SDIF (Sound Description Interchange Format) consists of a basic data format framework and an extensible set of standard sound descriptions.
See also: File format description in the SDIF website.
SDIF data is encoded as a sequence of time-tagged frames. Each frame has a header, including a time, a “stream ID” and a “type signature” (a string of 4 characters) which provides information about its contents.
The actual data is stored as a set of one or more matrices.
SDIF matrices are bi-dimentional structures describing the sound (or anything else!) with a number of parameter (called “fields”) at a given moment in time.
An SDIF matrix also has a header including a type signature (also a string of 4 characters) which provides information about the matrix contents, and some internal information about the matrix size.
For instance, “sinusoidal tracks” matrices (type
"1TRC"
) have 4 fields describing partials : index, frequency, amplitude, phase. They have as many components as the number of active tracks (or “partials”) at a given point in time.
SDIF specifications define a number of standard frame and matrix type signatures and descriptions, for instance "1TRC"
(sinusoidal tracks, used for “additive” sinusoidal sound descriptions), "1MRK"
(markers), "1FQ0"
(fudamental frequency), "1ENV"
(spectral envelope) etc. (see below).
SDIF types can also be declared locally in the SDIF file header.
Notes:
- Every frame and matrix in the SDIF file must be of a “known” type, either declared in the standard or in the file header.
- Standard SDIF types’ first character is usually a version number (most often,
"1"
), while experimental types start by convention with"X"

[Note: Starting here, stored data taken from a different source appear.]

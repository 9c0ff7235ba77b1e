// Copyright 2026 the Bracken Authors
// SPDX-License-Identifier: Apache-2.0 OR MIT

//! Public types for the scene registry: handles, flags, and element descriptors.

use kurbo::Rect;

/// Identifier for an element in the scene.
///
/// This is a small, copyable handle that stays stable across updates but becomes
/// invalid when the underlying slot is reused.
/// It consists of a slot index and a generation counter.
///
/// ## Semantics
///
/// - On insert, a fresh slot is allocated with generation `1`.
/// - On remove, the slot is freed; any existing `ElementId` that pointed to that slot is now stale.
/// - On reuse of a freed slot, its generation is incremented, producing a new, distinct `ElementId`.
///
/// ### Liveness
///
/// Use [`Scene::is_alive`](crate::Scene::is_alive) to check whether an `ElementId` still refers
/// to a live element. Stale handles never alias a different live element because the generation
/// must match. This is what makes it safe for other subsystems (a crossing tracker, a focus
/// manager) to hold an `ElementId` across element destruction without a weak pointer.
///
/// ### Newer
///
/// An `ElementId` is considered newer than another when it has a higher generation,
/// or the same generation and a higher slot index. This total order is used for
/// deterministic tie-breaks in [picking](crate::Scene::pick).
#[derive(Copy, Clone, Debug, Eq, PartialEq, Hash)]
pub struct ElementId(pub(crate) u32, pub(crate) u32);

impl ElementId {
    pub(crate) const fn new(idx: u32, generation: u32) -> Self {
        Self(idx, generation)
    }

    pub(crate) const fn idx(self) -> usize {
        self.0 as usize
    }
}

/// Identifier for a display surface.
///
/// Same slot-and-generation scheme as [`ElementId`]; see there for the liveness rules.
#[derive(Copy, Clone, Debug, Eq, PartialEq, Hash)]
pub struct SurfaceId(pub(crate) u32, pub(crate) u32);

impl SurfaceId {
    pub(crate) const fn new(idx: u32, generation: u32) -> Self {
        Self(idx, generation)
    }

    pub(crate) const fn idx(self) -> usize {
        self.0 as usize
    }
}

bitflags::bitflags! {
    /// Element flags controlling visibility and pointer reactivity.
    #[derive(Clone, Copy, Debug, PartialEq, Eq, Hash)]
    pub struct ElementFlags: u8 {
        /// Element is visible (participates in picking at all).
        const VISIBLE  = 0b0000_0001;
        /// Element is reactive (eligible to become a pointer's crossing target).
        const REACTIVE = 0b0000_0010;
    }
}

impl Default for ElementFlags {
    fn default() -> Self {
        Self::VISIBLE | Self::REACTIVE
    }
}

/// Descriptor for a new element.
///
/// Bounds are expressed in surface space: whatever layout or transform pipeline
/// sits upstream is expected to resolve positions before registering elements here.
#[derive(Clone, Debug)]
pub struct ElementDesc {
    /// Surface-space bounds used for picking.
    pub bounds: Rect,
    /// Stacking order; higher is nearer to the user.
    pub z_index: i32,
    /// Visibility and reactivity flags.
    pub flags: ElementFlags,
}

impl Default for ElementDesc {
    fn default() -> Self {
        Self {
            bounds: Rect::ZERO,
            z_index: 0,
            flags: ElementFlags::default(),
        }
    }
}
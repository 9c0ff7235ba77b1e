// Copyright 2026 the Bracken Authors
// SPDX-License-Identifier: Apache-2.0 OR MIT

//! Adapters to integrate with other Bracken crates.
//!
//! Enabled via feature flags to keep the core small and `no_std` by default.

#[cfg(feature = "scene_adapter")]
pub mod scene;
//! Error types for the horses SDK.

use thiserror::Error;

#[derive(Error, Debug, Clone, PartialEq, Eq)]
pub enum HorsesError {
    #[error("{entity} with ID {id} not found")]
    NotFound { entity: &'static str, id: i64 },

    #[error("Validation failed: {message}")]
    Validation {
        message: String,
        /// `(field, message)` pairs
        violations: Vec<(String, String)>,
    },

    #[error("Conflict: {message}")]
    Conflict { message: String },

    #[error("Internal error")]
    Internal,
}

impl HorsesError {
    #[must_use]
    pub fn not_found(entity: &'static str, id: i64) -> Self {
        Self::NotFound { entity, id }
    }

    #[must_use]
    pub fn validation(message: impl Into<String>, violations: Vec<(String, String)>) -> Self {
        Self::Validation {
            message: message.into(),
            violations,
        }
    }

    #[must_use]
    pub fn conflict(message: impl Into<String>) -> Self {
        Self::Conflict {
            message: message.into(),
        }
    }

    #[must_use]
    pub fn internal() -> Self {
        Self::Internal
    }
}
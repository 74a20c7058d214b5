#![allow(clippy::unwrap_used, clippy::expect_used)]

//! `SeaORM` owner repository against an in-memory database.

mod support;

use horses::OwnerSearch;
use horses::domain::error::DomainError;
use horses::domain::repos::OwnersRepository;
use horses::infra::storage::SeaOwnersRepository;
use support::{inmem_db, new_owner};

async fn seeded() -> (SeaOwnersRepository, Vec<i64>) {
    let repo = SeaOwnersRepository::new(inmem_db().await);
    let mut ids = Vec::new();
    for (first, last) in [("Jane", "Doe"), ("John", "Doe"), ("Max", "Power")] {
        ids.push(repo.create(new_owner(first, last)).await.unwrap().id);
    }
    (repo, ids)
}

#[tokio::test]
async fn test_create_and_get() {
    let repo = SeaOwnersRepository::new(inmem_db().await);
    let mut owner = new_owner("Jane", "Doe");
    owner.email = Some("jane@example.com".to_owned());

    let created = repo.create(owner).await.unwrap();
    let fetched = repo.get_by_id(created.id).await.unwrap();

    assert_eq!(fetched, created);
    assert_eq!(fetched.email.as_deref(), Some("jane@example.com"));
}

#[tokio::test]
async fn test_get_missing_is_not_found() {
    let repo = SeaOwnersRepository::new(inmem_db().await);

    let err = repo.get_by_id(5).await.unwrap_err();

    assert!(matches!(err, DomainError::OwnerNotFound { id: 5 }));
}

#[tokio::test]
async fn test_get_all_by_id_skips_missing() {
    let (repo, ids) = seeded().await;

    let found = repo.get_all_by_id(&[ids[0], 999, ids[2]]).await.unwrap();

    let found_ids: Vec<i64> = found.iter().map(|o| o.id).collect();
    assert_eq!(found_ids, vec![ids[0], ids[2]]);
    assert!(repo.get_all_by_id(&[]).await.unwrap().is_empty());
}

#[tokio::test]
async fn test_search_matches_full_name() {
    let (repo, _) = seeded().await;

    let does = repo
        .search(&OwnerSearch {
            name: Some("doe".to_owned()),
            max_amount: None,
        })
        .await
        .unwrap();
    assert_eq!(does.len(), 2);

    let jane = repo
        .search(&OwnerSearch {
            name: Some("ANE D".to_owned()),
            max_amount: None,
        })
        .await
        .unwrap();
    assert_eq!(jane.len(), 1);
    assert_eq!(jane[0].first_name, "Jane");
}

#[tokio::test]
async fn test_search_without_name_is_capped() {
    let (repo, _) = seeded().await;

    let all = repo.search(&OwnerSearch::default()).await.unwrap();
    assert_eq!(all.len(), 3);

    let capped = repo
        .search(&OwnerSearch {
            name: None,
            max_amount: Some(1),
        })
        .await
        .unwrap();
    assert_eq!(capped.len(), 1);
}

#[tokio::test]
async fn test_delete() {
    let (repo, ids) = seeded().await;

    repo.delete(ids[1]).await.unwrap();

    assert!(repo.get_by_id(ids[1]).await.unwrap_err().is_not_found());
    assert!(matches!(
        repo.delete(ids[1]).await.unwrap_err(),
        DomainError::OwnerNotFound { .. }
    ));
}
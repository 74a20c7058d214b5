use async_trait::async_trait;
use horses_sdk::{Horse, HorseSearch, HorseUpdate, NewHorse, Sex};

use crate::domain::error::DomainError;

/// Repository trait for Horse persistence operations.
///
/// Keyed lookups and writes fail with `DomainError::HorseNotFound` when the id does not
/// exist, and with `DomainError::Fatal` when the store returns more than one row for a
/// unique id.
#[async_trait]
pub trait HorsesRepository: Send + Sync {
    /// All horses, ordered by id.
    async fn get_all(&self) -> Result<Vec<Horse>, DomainError>;

    async fn get_by_id(&self, id: i64) -> Result<Horse, DomainError>;

    /// Insert a horse and return it with the id generated by the store.
    async fn create(&self, horse: NewHorse) -> Result<Horse, DomainError>;

    /// Replace all mutable fields of the horse identified by `update.id`.
    async fn update(&self, update: HorseUpdate) -> Result<Horse, DomainError>;

    async fn delete(&self, id: i64) -> Result<(), DomainError>;

    /// Horses matching every present criterion of `criteria`.
    async fn search(&self, criteria: &HorseSearch) -> Result<Vec<Horse>, DomainError>;

    /// Number of horses referencing the given owner.
    async fn count_by_owner(&self, owner_id: i64) -> Result<u64, DomainError>;

    /// Number of horses naming `parent_id` in the parent slot of the given sex.
    async fn count_offspring(&self, parent_id: i64, slot: Sex) -> Result<u64, DomainError>;
}
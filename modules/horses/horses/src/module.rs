use std::sync::Arc;

use anyhow::Context;
use sea_orm::DatabaseConnection;
use sea_orm_migration::MigratorTrait;
use tracing::{debug, info};

use crate::api::rest::routes;
use crate::config::HorsesConfig;
use crate::domain::service::{AppServices, ServiceConfig};
use crate::infra::storage::migrations::Migrator;
use crate::infra::storage::{SeaHorsesRepository, SeaOwnersRepository, seed};
use crate::local_client::HorsesLocalClient;

/// Composition root of the horses module: repositories, services and routes over one
/// database connection.
#[derive(Clone)]
pub struct HorsesModule {
    db: DatabaseConnection,
    config: HorsesConfig,
    services: AppServices,
}

impl HorsesModule {
    #[must_use]
    pub fn new(db: DatabaseConnection, config: HorsesConfig) -> Self {
        let service_config = ServiceConfig::from(&config);
        debug!(
            max_name_length = service_config.max_name_length,
            max_description_length = service_config.max_description_length,
            "Loaded horses config"
        );

        let horses_repo = Arc::new(SeaHorsesRepository::new(db.clone()));
        let owners_repo = Arc::new(SeaOwnersRepository::new(db.clone()));
        let services = AppServices::new(horses_repo, owners_repo, service_config);

        Self {
            db,
            config,
            services,
        }
    }

    /// Run database migrations, then seed demo data when configured.
    ///
    /// # Errors
    /// Fails when a migration or the seeding fails.
    pub async fn init_storage(&self) -> anyhow::Result<()> {
        self.migrate().await?;
        if self.config.seed_demo_data {
            self.seed_demo_data().await?;
        }
        Ok(())
    }

    /// # Errors
    /// Fails when a migration fails.
    pub async fn migrate(&self) -> anyhow::Result<()> {
        info!("Running horses database migrations");
        Migrator::up(&self.db, None)
            .await
            .context("horses migrations failed")?;
        info!("Horses database migrations completed successfully");
        Ok(())
    }

    /// # Errors
    /// Fails when the store rejects the demo rows.
    pub async fn seed_demo_data(&self) -> anyhow::Result<bool> {
        seed::seed_demo_data(&self.db)
            .await
            .context("seeding demo data failed")
    }

    /// Register the REST routes of the module on `router`.
    pub fn register_rest(&self, router: axum::Router) -> axum::Router {
        info!("Registering horses REST routes");
        routes::register_routes(router, &self.services)
    }

    #[must_use]
    pub fn services(&self) -> &AppServices {
        &self.services
    }

    /// In-process client for other components of the application.
    #[must_use]
    pub fn client(&self) -> Arc<dyn horses_sdk::HorsesClientV1> {
        Arc::new(HorsesLocalClient::new(self.services.clone()))
    }
}
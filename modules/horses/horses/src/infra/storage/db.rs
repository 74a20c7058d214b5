use std::fmt::Display;

use sea_orm::sea_query::{Expr, SimpleExpr};
use tracing::error;

use crate::domain::error::DomainError;

/// Escape character used by every LIKE pattern built here.
pub const LIKE_ESCAPE: char = '!';

/// Wrap a store error into a domain error, logging the cause.
pub fn db_err(e: impl Display) -> DomainError {
    let message = e.to_string();
    error!(error = %message, "Database operation failed");
    DomainError::database(message)
}

/// Escape LIKE wildcards in `input` and wrap it for a case-insensitive substring match.
///
/// The result is meant to be used with `ESCAPE '!'` against a lower-cased column.
pub fn contains_pattern(input: &str) -> String {
    let mut pattern = String::with_capacity(input.len() + 2);
    pattern.push('%');
    for c in input.to_lowercase().chars() {
        if matches!(c, '%' | '_' | LIKE_ESCAPE) {
            pattern.push(LIKE_ESCAPE);
        }
        pattern.push(c);
    }
    pattern.push('%');
    pattern
}

/// Case-insensitive substring match on an owner's "first last" name.
pub fn owner_name_contains(needle: &str) -> SimpleExpr {
    Expr::cust_with_values(
        format!(
            r#"LOWER("owner"."first_name" || ' ' || "owner"."last_name") LIKE ? ESCAPE '{LIKE_ESCAPE}'"#
        ),
        [contains_pattern(needle)],
    )
}

#[cfg(test)]
#[cfg_attr(coverage_nightly, coverage(off))]
mod tests {
    use super::*;

    #[test]
    fn pattern_is_lowercased_and_wrapped() {
        assert_eq!(contains_pattern("Storm"), "%storm%");
    }

    #[test]
    fn wildcards_are_escaped() {
        assert_eq!(contains_pattern("50%_a!"), "%50!%!_a!!%");
    }
}
use std::sync::Arc;

use axum::http::header;
use axum::response::IntoResponse;
use axum::routing::get;
use axum::{Extension, Json, Router};
use stable_errors::{Problem, ValidationViolation};
use utoipa::OpenApi;

use super::{dto, handlers};
use crate::domain::service::AppServices;

#[derive(OpenApi)]
#[openapi(
    info(title = "Stable API", description = "Horse and owner records"),
    paths(
        handlers::list_horses,
        handlers::get_horse,
        handlers::create_horse,
        handlers::update_horse,
        handlers::delete_horse,
        handlers::search_owners,
        handlers::get_owner,
        handlers::create_owner,
        handlers::delete_owner,
    ),
    components(schemas(
        dto::SexDto,
        dto::OwnerDto,
        dto::HorseListDto,
        dto::HorseDetailDto,
        dto::HorseWriteRequest,
        dto::OwnerCreateRequest,
        Problem,
        ValidationViolation,
    )),
    tags(
        (name = "Horses", description = "Horse records"),
        (name = "Owners", description = "Horse owners"),
    )
)]
pub struct ApiDoc;

/// Routes of the horses module, with services injected as extensions.
pub fn register_routes(mut router: Router, services: &AppServices) -> Router {
    router = router
        .route(
            "/horses",
            get(handlers::list_horses).post(handlers::create_horse),
        )
        .route(
            "/horses/{id}",
            get(handlers::get_horse)
                .put(handlers::update_horse)
                .delete(handlers::delete_horse),
        )
        .route(
            "/owners",
            get(handlers::search_owners).post(handlers::create_owner),
        )
        .route(
            "/owners/{id}",
            get(handlers::get_owner).delete(handlers::delete_owner),
        );

    // Build once, serve as static JSON
    let doc = Arc::new(ApiDoc::openapi());
    router = router.route(
        "/openapi.json",
        get(move || {
            let doc = Arc::clone(&doc);
            async move {
                ([(header::CACHE_CONTROL, "no-store")], Json(doc.as_ref())).into_response()
            }
        }),
    );

    router
        .layer(Extension(Arc::clone(&services.horses)))
        .layer(Extension(Arc::clone(&services.owners)))
}
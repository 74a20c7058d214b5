use async_trait::async_trait;
use horses_sdk::{Horse, HorseSearch, HorseUpdate, NewHorse, Sex};
use sea_orm::sea_query::{Expr, Func, LikeExpr};
use sea_orm::{
    ActiveModelTrait, ColumnTrait, Condition, DatabaseConnection, EntityTrait, JoinType,
    PaginatorTrait, QueryFilter, QueryOrder, QuerySelect, RelationTrait,
};
use tracing::debug;

use crate::domain::error::DomainError;
use crate::domain::repos::HorsesRepository;
use crate::infra::storage::db::{LIKE_ESCAPE, contains_pattern, db_err, owner_name_contains};
use crate::infra::storage::entity::HorseSex;
use crate::infra::storage::entity::horse::{
    ActiveModel as HorseAM, Column, Entity as HorseEntity, Relation,
};

/// `SeaORM`-backed implementation of [`HorsesRepository`].
#[derive(Clone)]
pub struct SeaHorsesRepository {
    db: DatabaseConnection,
}

impl SeaHorsesRepository {
    #[must_use]
    pub fn new(db: DatabaseConnection) -> Self {
        Self { db }
    }
}

fn non_blank(value: Option<&String>) -> Option<&str> {
    value.map(|s| s.trim()).filter(|s| !s.is_empty())
}

/// Case-insensitive substring match of `column` against `needle`.
fn column_contains(column: Column, needle: &str) -> sea_orm::sea_query::SimpleExpr {
    Expr::expr(Func::lower(Expr::col((HorseEntity, column))))
        .like(LikeExpr::new(contains_pattern(needle)).escape(LIKE_ESCAPE))
}

fn search_condition(criteria: &HorseSearch) -> Condition {
    let mut cond = Condition::all();
    if let Some(name) = non_blank(criteria.name.as_ref()) {
        cond = cond.add(column_contains(Column::Name, name));
    }
    if let Some(description) = non_blank(criteria.description.as_ref()) {
        cond = cond.add(column_contains(Column::Description, description));
    }
    if let Some(born_before) = criteria.born_before {
        cond = cond.add(Column::DateOfBirth.lt(born_before));
    }
    if let Some(sex) = criteria.sex {
        cond = cond.add(Column::Sex.eq(HorseSex::from(sex)));
    }
    if let Some(owner_name) = non_blank(criteria.owner_name.as_ref()) {
        cond = cond.add(owner_name_contains(owner_name));
    }
    cond
}

#[async_trait]
impl HorsesRepository for SeaHorsesRepository {
    async fn get_all(&self) -> Result<Vec<Horse>, DomainError> {
        let rows = HorseEntity::find()
            .order_by_asc(Column::Id)
            .all(&self.db)
            .await
            .map_err(db_err)?;
        Ok(rows.into_iter().map(Into::into).collect())
    }

    async fn get_by_id(&self, id: i64) -> Result<Horse, DomainError> {
        let mut rows = HorseEntity::find()
            .filter(Column::Id.eq(id))
            .all(&self.db)
            .await
            .map_err(db_err)?;

        if rows.len() > 1 {
            return Err(DomainError::fatal(format!(
                "Too many horses with ID {id} found"
            )));
        }
        rows.pop()
            .map(Into::into)
            .ok_or(DomainError::horse_not_found(id))
    }

    async fn create(&self, horse: NewHorse) -> Result<Horse, DomainError> {
        let m: HorseAM = horse.into();
        let inserted = m.insert(&self.db).await.map_err(db_err)?;
        debug!(id = inserted.id, "Inserted horse row");
        Ok(inserted.into())
    }

    async fn update(&self, update: HorseUpdate) -> Result<Horse, DomainError> {
        let id = update.id;
        let m: HorseAM = update.into();
        let result = HorseEntity::update_many()
            .set(m)
            .filter(Column::Id.eq(id))
            .exec(&self.db)
            .await
            .map_err(db_err)?;

        if result.rows_affected == 0 {
            return Err(DomainError::horse_not_found(id));
        }
        self.get_by_id(id).await
    }

    async fn delete(&self, id: i64) -> Result<(), DomainError> {
        let result = HorseEntity::delete_many()
            .filter(Column::Id.eq(id))
            .exec(&self.db)
            .await
            .map_err(db_err)?;

        if result.rows_affected == 0 {
            return Err(DomainError::horse_not_found(id));
        }
        Ok(())
    }

    async fn search(&self, criteria: &HorseSearch) -> Result<Vec<Horse>, DomainError> {
        let mut query = HorseEntity::find();
        if non_blank(criteria.owner_name.as_ref()).is_some() {
            query = query.join(JoinType::InnerJoin, Relation::Owner.def());
        }
        let rows = query
            .filter(search_condition(criteria))
            .order_by_asc(Column::Id)
            .limit(criteria.limit)
            .all(&self.db)
            .await
            .map_err(db_err)?;
        Ok(rows.into_iter().map(Into::into).collect())
    }

    async fn count_by_owner(&self, owner_id: i64) -> Result<u64, DomainError> {
        HorseEntity::find()
            .filter(Column::OwnerId.eq(owner_id))
            .count(&self.db)
            .await
            .map_err(db_err)
    }

    async fn count_offspring(&self, parent_id: i64, slot: Sex) -> Result<u64, DomainError> {
        let column = match slot {
            Sex::Female => Column::ParentFemaleId,
            Sex::Male => Column::ParentMaleId,
        };
        HorseEntity::find()
            .filter(column.eq(parent_id))
            .count(&self.db)
            .await
            .map_err(db_err)
    }
}
//! Error catalog of the horses module.
//!
//! Every problem response carries one of these codes.

use stable_errors::ErrDef;

const fn def(status: u16, title: &'static str, code: &'static str, type_url: &'static str) -> ErrDef {
    ErrDef {
        status,
        title,
        code,
        type_url,
    }
}

pub struct ErrorCode;

impl ErrorCode {
    #[must_use]
    pub const fn horses_horse_not_found_v1() -> ErrDef {
        def(
            404,
            "Horse Not Found",
            "HORSES_HORSE_NOT_FOUND_V1",
            "urn:stable:horses:horse-not-found:v1",
        )
    }

    #[must_use]
    pub const fn horses_owner_not_found_v1() -> ErrDef {
        def(
            404,
            "Owner Not Found",
            "HORSES_OWNER_NOT_FOUND_V1",
            "urn:stable:horses:owner-not-found:v1",
        )
    }

    #[must_use]
    pub const fn horses_validation_v1() -> ErrDef {
        def(
            400,
            "Validation Failed",
            "HORSES_VALIDATION_V1",
            "urn:stable:horses:validation:v1",
        )
    }

    /// Request could not be parsed (body, query string or path).
    #[must_use]
    pub const fn horses_malformed_request_v1() -> ErrDef {
        def(
            400,
            "Malformed Request",
            "HORSES_MALFORMED_REQUEST_V1",
            "urn:stable:horses:malformed-request:v1",
        )
    }

    #[must_use]
    pub const fn horses_conflict_v1() -> ErrDef {
        def(
            409,
            "Conflict",
            "HORSES_CONFLICT_V1",
            "urn:stable:horses:conflict:v1",
        )
    }

    #[must_use]
    pub const fn horses_internal_v1() -> ErrDef {
        def(
            500,
            "Internal Server Error",
            "HORSES_INTERNAL_V1",
            "urn:stable:horses:internal:v1",
        )
    }
}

.- It can happen (and often happens!) that a frame and matrix type have the same signature.
- It is possible to re-declare and override existing SDIF type declarations, for instance to add fields in a given matrix type, or to add more matrices in a frame type.
The “stream ID” (sometimes abbreviated sID
) allows segregating parallel frame streams within the data contained in an SDIF file. These can be different descriptions of a given sound, description of different channels or parallel audio tracks, etc. This information is important to consider when extracting data from an SDIF file.
The following examples and illustrations are borrowed from the OpenMusic documentation.
The fundamental frequency estimation is a single-dimension data: the matrix (type signature: "1FQ0"
) has one field (the frequency) and one component (one value for the frequency at each point in time).
The type declaration of the matrix can be:
1FQ0 { frequency }
Sometimes the fundamental frequency description also involves additional parameters. Therefore the actual standard matrix type definition is extended as:
1FQ0 { frequency, confidence, score, realamplitude }
The frame type signature is also "1FQ0"
. 1FQ0
frames only contain one matrix of type 1FQ0
. The frame type declaration is therefore:
1FQ0 { 1FQ0 FundamentalFrequencyEstimate }
Partials (sinusoidal tracks) are described by sequences of SDIF frames of type "1TRC"
.
Each partial is identified by an index, and within each frame, the parameters of each partial active at the corresponding time are described by matrices, also of type "1TRC"
(and an arbitrary number of partials can de stored in every matrix).
The standard matrix type definition is:
1TRC { index, frequency, amplitude, phase }
The frame type declaration is:
1TRC { 1TRC SinusoidalTracks}
Note: Harmonic Partials (multiples of a fundamental frequency) are stored like partials but have a dedicated in frames and matrices types
"1HRM"
in the SDIF standard.
Simple markers are stored in frames of type "1MRK"
.
It is often the case that markers embed additional data and information. For instance transient detection markers differentiate begin and end of the transients. They can also include additional info, such as labels, confidence scores etc.
“Begin marker” frames contain matrices of type "1BEG"
, while “end marker” framess contain matrices of type "1END"
.
“Chord-Sequence analyses” are not straightforward to embed in SDIF, since they are closer to “symbolic” (MIDI-like) data than actual time functions. They can however be stored efficiently using markers and 1MRK
frames.
Following the model of the SDIF partials, each “note” is identified by a unique ID. The marker frames will then contain, at a given time:
1BEG
matrices containing the ID of the notes beginning at this time.1TRC
matrices containing the value of the different parameters of the notes begining at this time.1END
matrices containing the ID of the notes ending at this time.